Problem requirements →
Your answer should hold only the lines from the one with "#[cfg(unix)]" through the end of the listing below, each retyped exactly.

Supplied records →
—————

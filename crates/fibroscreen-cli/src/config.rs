use std::path::{Path, PathBuf};

use clap::ValueEnum;
use serde::{Deserialize, Serialize};

/// Current config version. Bump this when adding fields or changing shape.
/// Each bump requires a corresponding entry in [`migrate`].
const CURRENT_VERSION: u32 = 1;

const CONFIG_FILE: &str = "config.json";

#[derive(Debug, Clone, Serialize, Deserialize)]
pub struct FibroscreenConfig {
    /// Schema version. Missing or 0 = pre-versioned config.
    #[serde(default)]
    pub config_version: u32,
    /// Where `assess --export` writes files. `None` = current directory.
    #[serde(default, skip_serializing_if = "Option::is_none")]
    pub export_dir: Option<PathBuf>,
    /// Formats written by `assess --export`. Added in v1.
    #[serde(default = "default_export_formats")]
    pub export_formats: Vec<ExportFormat>,
    /// Tera template used instead of the built-in text report.
    #[serde(default, skip_serializing_if = "Option::is_none")]
    pub report_template: Option<PathBuf>,
    pub created_at: jiff::Timestamp,
}

#[derive(Debug, Clone, Copy, PartialEq, Eq, Serialize, Deserialize, ValueEnum)]
#[serde(rename_all = "snake_case")]
pub enum ExportFormat {
    Json,
    Csv,
    Report,
}

fn default_export_formats() -> Vec<ExportFormat> {
    vec![ExportFormat::Json, ExportFormat::Csv]
}

impl Default for FibroscreenConfig {
    fn default() -> Self {
        Self {
            config_version: CURRENT_VERSION,
            export_dir: None,
            export_formats: default_export_formats(),
            report_template: None,
            created_at: jiff::Timestamp::now(),
        }
    }
}

impl FibroscreenConfig {
    pub fn export_dir(&self) -> PathBuf {
        self.export_dir.clone().unwrap_or_else(|| PathBuf::from("."))
    }
}

pub fn config_dir() -> eyre::Result<PathBuf> {
    let base = dirs::config_dir().ok_or_else(|| eyre::eyre!("no config directory found"))?;
    Ok(base.join("fibroscreen"))
}

/// Load the config from the user config directory, or defaults if none has
/// been saved yet.
pub fn load_or_default() -> eyre::Result<FibroscreenConfig> {
    let dir = config_dir()?;
    if dir.join(CONFIG_FILE).exists() {
        load_config_from(&dir)
    } else {
        Ok(FibroscreenConfig::default())
    }
}

pub fn load_config_from(dir: &Path) -> eyre::Result<FibroscreenConfig> {
    let path = dir.join(CONFIG_FILE);
    let contents = std::fs::read_to_string(&path)
        .map_err(|e| eyre::eyre!("failed to read config at {}: {e}", path.display()))?;

    // Parse as raw JSON so we can run migrations before deserializing.
    let json: serde_json::Value = serde_json::from_str(&contents)?;
    let on_disk_version = json
        .get("config_version")
        .and_then(|v| v.as_u64())
        .unwrap_or(0) as u32;

    let migrated = migrate(json, on_disk_version)?;
    let config: FibroscreenConfig = serde_json::from_value(migrated)?;
    Ok(config)
}

/// Run sequential migrations from `from_version` up to [`CURRENT_VERSION`].
///
/// Each migration is a pure transform on the raw JSON value.
pub fn migrate(mut json: serde_json::Value, from_version: u32) -> eyre::Result<serde_json::Value> {
    if from_version > CURRENT_VERSION {
        return Err(eyre::eyre!(
            "config_version {from_version} is newer than this build supports ({CURRENT_VERSION}). \
             Please update fibroscreen."
        ));
    }

    // v0 → v1: add export_formats (json + csv, what v0 always wrote)
    if from_version < 1 {
        let obj = json
            .as_object_mut()
            .ok_or_else(|| eyre::eyre!("config is not a JSON object"))?;
        obj.entry("export_formats")
            .or_insert_with(|| serde_json::json!(["json", "csv"]));
        obj.insert(
            "config_version".to_string(),
            serde_json::Value::Number(1.into()),
        );
        tracing::info!("migrated config v0 → v1 (added export_formats)");
    }

    Ok(json)
}

pub fn save_config(config: &FibroscreenConfig) -> eyre::Result<PathBuf> {
    save_config_to(&config_dir()?, config)
}

pub fn save_config_to(dir: &Path, config: &FibroscreenConfig) -> eyre::Result<PathBuf> {
    std::fs::create_dir_all(dir)?;

    // Always write the current version, regardless of what was loaded.
    let mut stamped = config.clone();
    stamped.config_version = CURRENT_VERSION;

    let path = dir.join(CONFIG_FILE);
    let json = serde_json::to_string_pretty(&stamped)?;

    // Write to a temp file then rename for atomicity
    let tmp_path = dir.join("config.json.tmp");
    std::fs::write(&tmp_path, json.as_bytes())?;

    #[cfg(unix)]
    {
        use std::os::unix::fs::PermissionsExt;
        std::fs::set_permissions(&tmp_path, std::fs::Permissions::from_mode(0o600))?;
    }

    std::fs::rename(&tmp_path, &path)?;

    tracing::info!(path = %path.display(), "config saved");
    Ok(path)
}

pub fn delete_config() -> eyre::Result<()> {
    delete_config_in(&config_dir()?)
}

pub fn delete_config_in(dir: &Path) -> eyre::Result<()> {
    let path = dir.join(CONFIG_FILE);
    if path.exists() {
        std::fs::remove_file(&path)?;
        tracing::info!(path = %path.display(), "config deleted");
    }
    Ok(())
}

—————

Answer space →
    #[cfg(unix)]
    {
        use std::os::unix::fs::PermissionsExt;
        std::fs::set_permissions(&tmp_path, std::fs::Permissions::from_mode(0o600))?;
    }

    std::fs::rename(&tmp_path, &path)?;

    tracing::info!(path = %path.display(), "config saved");
    Ok(path)
}

pub fn delete_config() -> eyre::Result<()> {
    delete_config_in(&config_dir()?)
}

pub fn delete_config_in(dir: &Path) -> eyre::Result<()> {
    let path = dir.join(CONFIG_FILE);
    if path.exists() {
        std::fs::remove_file(&path)?;
        tracing::info!(path = %path.display(), "config deleted");
    }
    Ok(())
}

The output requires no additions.